OpenEVSE II actually consists of two boards. The second board is a logic/display board. In my design, one of the goals was to separate the HV and logic as much as possible. You can see the result of that in the design of the HV board above. There's as little circuitry as possible on the HV board, with the hopes that the design will need little, if any, troubleshooting. This is another hallmark of good HV design - KISS. Any time you need to poke at an HV circuit while it's powered up you're taking your life in your own hands. The less of that you have to do, the better. You can poke at the logic board all you want. In fact, because it's a separate board, you can have it sitting on the bench outside of the closed chassis that houses the HV board, which makes live testing reasonably safe.

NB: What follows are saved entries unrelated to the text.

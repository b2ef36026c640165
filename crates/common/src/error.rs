/// cordchat error types
#[derive(Debug, thiserror::Error)]
pub enum CordChatError {
    /// Chat-completion or embeddings API error
    #[error("LLM error: {0}")]
    Llm(String),

    /// Vector index related error
    #[error("Vector store error: {0}")]
    VectorStore(String),

    /// Dataset hub related error
    #[error("Hub error: {0}")]
    Hub(String),

    /// Configuration error
    #[error("Configuration error: {0}")]
    Config(String),

    /// Network/HTTP error
    #[error("Network error: {0}")]
    Network(String),

    /// Invalid input
    #[error("Invalid input: {0}")]
    InvalidInput(String),

    /// Not found
    #[error("Not found: {0}")]
    NotFound(String),

    /// Missing or rejected credentials
    #[error("Unauthorized: {0}")]
    Unauthorized(String),

    /// Service not ready to handle the request
    #[error("Service unavailable: {0}")]
    Unavailable(String),

    /// Internal error
    #[error("Internal error: {0}")]
    Internal(String),

    /// IO error
    #[error("IO error: {0}")]
    Io(#[from] std::io::Error),

    /// JSON serialization error
    #[error("JSON error: {0}")]
    Json(#[from] serde_json::Error),

    /// General error (anyhow integration)
    #[error(transparent)]
    Other(#[from] anyhow::Error),
}

impl CordChatError {
    /// Create LLM error
    pub fn llm<S: Into<String>>(msg: S) -> Self {
        Self::Llm(msg.into())
    }

    /// Create vector store error
    pub fn vector_store<S: Into<String>>(msg: S) -> Self {
        Self::VectorStore(msg.into())
    }

    /// Create hub error
    pub fn hub<S: Into<String>>(msg: S) -> Self {
        Self::Hub(msg.into())
    }

    /// Create config error
    pub fn config<S: Into<String>>(msg: S) -> Self {
        Self::Config(msg.into())
    }

    /// Create network error
    pub fn network<S: Into<String>>(msg: S) -> Self {
        Self::Network(msg.into())
    }

    /// Create invalid input error
    pub fn invalid_input<S: Into<String>>(msg: S) -> Self {
        Self::InvalidInput(msg.into())
    }

    /// Create not found error
    pub fn not_found<S: Into<String>>(msg: S) -> Self {
        Self::NotFound(msg.into())
    }

    /// Create unauthorized error
    pub fn unauthorized<S: Into<String>>(msg: S) -> Self {
        Self::Unauthorized(msg.into())
    }

    /// Create unavailable error
    pub fn unavailable<S: Into<String>>(msg: S) -> Self {
        Self::Unavailable(msg.into())
    }

    /// Create internal error
    pub fn internal<S: Into<String>>(msg: S) -> Self {
        Self::Internal(msg.into())
    }
}

impl From<config::ConfigError> for CordChatError {
    fn from(err: config::ConfigError) -> Self {
        Self::Config(err.to_string())
    }
}

// HTTP response conversion (used by the actix-web layer)
impl CordChatError {
    /// Get HTTP status code
    pub fn status_code(&self) -> u16 {
        match self {
            Self::InvalidInput(_) => 400,
            Self::Unauthorized(_) => 401,
            Self::NotFound(_) => 404,
            Self::Config(_) => 500,
            Self::Internal(_) => 500,
            Self::Llm(_) => 502,
            Self::Hub(_) => 502,
            Self::VectorStore(_) => 500,
            Self::Network(_) => 503,
            Self::Unavailable(_) => 503,
            Self::Io(_) => 500,
            Self::Json(_) => 400,
            Self::Other(_) => 500,
        }
    }
}
use async_trait::async_trait;
use cordchat_common::Result;

use crate::types::ChatRequest;

/// Common trait for chat-completion / embeddings backends
#[async_trait]
pub trait LlmClient: Send + Sync {
    /// Generate an answer for a chat request
    async fn chat(&self, request: ChatRequest) -> Result<String>;

    /// Embed each input text, returning vectors in input order
    async fn embed(&self, model: &str, inputs: &[String]) -> Result<Vec<Vec<f32>>>;

    /// Test connection/availability
    async fn test_connection(&self) -> Result<bool>;
}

Another good idea for design is to try and place some sort of safety device immediately inside of the ingress of HV, if possible. In this case, the AC in lines each terminate immediately in fuses before hitting the AC/DC converter. Additionally, the hot line hits another fuse before going to the contactor triac circuitry. The hot line of the relay test and the AC in also hit two large 150K resistors. Those resistors are spec'd as flame-proof resistors, meaning that they act somewhat like fuses when stressed and burn themselves to open circuits to protect the rest of the system. Note that, in principle, on the far side of the resistors, the voltage will be much lower, so we can get away with somewhat reduced creepage distances in the area around the opto-isolator pins, but having a respectful creepage distance to the ground plane section of the board is still a good idea.

The other part of high power is high current. High current is relatively easy to deal with. The guiding principle is simply P = I^2 * R. In this case, the power of interest is not the power of the current flowing through the conductor (based on its voltage), but the power that's lost as it flows through. That power will be lost due to the conductor's resistance, and will largely be transformed into heat. Heat is particularly pernicious because a heated conductor's resistance will increase, which leads to a positive feedback loop that will result in failure, quite possibly of the spectacular variety. If you have a circuit that draws 30A (typical for an EVSE - an electric car charger), and then introduce a resistance of a tenth of an ohm, the power dissipation over that resistance will be 90 watts - three times the power of a typical soldering iron you might use for PCB assembly!

This PCB trace width calculator is particularly helpful to figure out the balance of current flow, voltage drop, temperature rise and the like. Just keep in mind that at some point, if want to deal with really high current, you're going to find that PCB traces just aren't the right tool for the job.

Anyway, this is just my own observations and experience from the high power designs I've done so far. I don't claim to be an expert, and if anyone sees anything in the above that's in error, please let me know. I welcome all corrections - it's always a learning opportunity.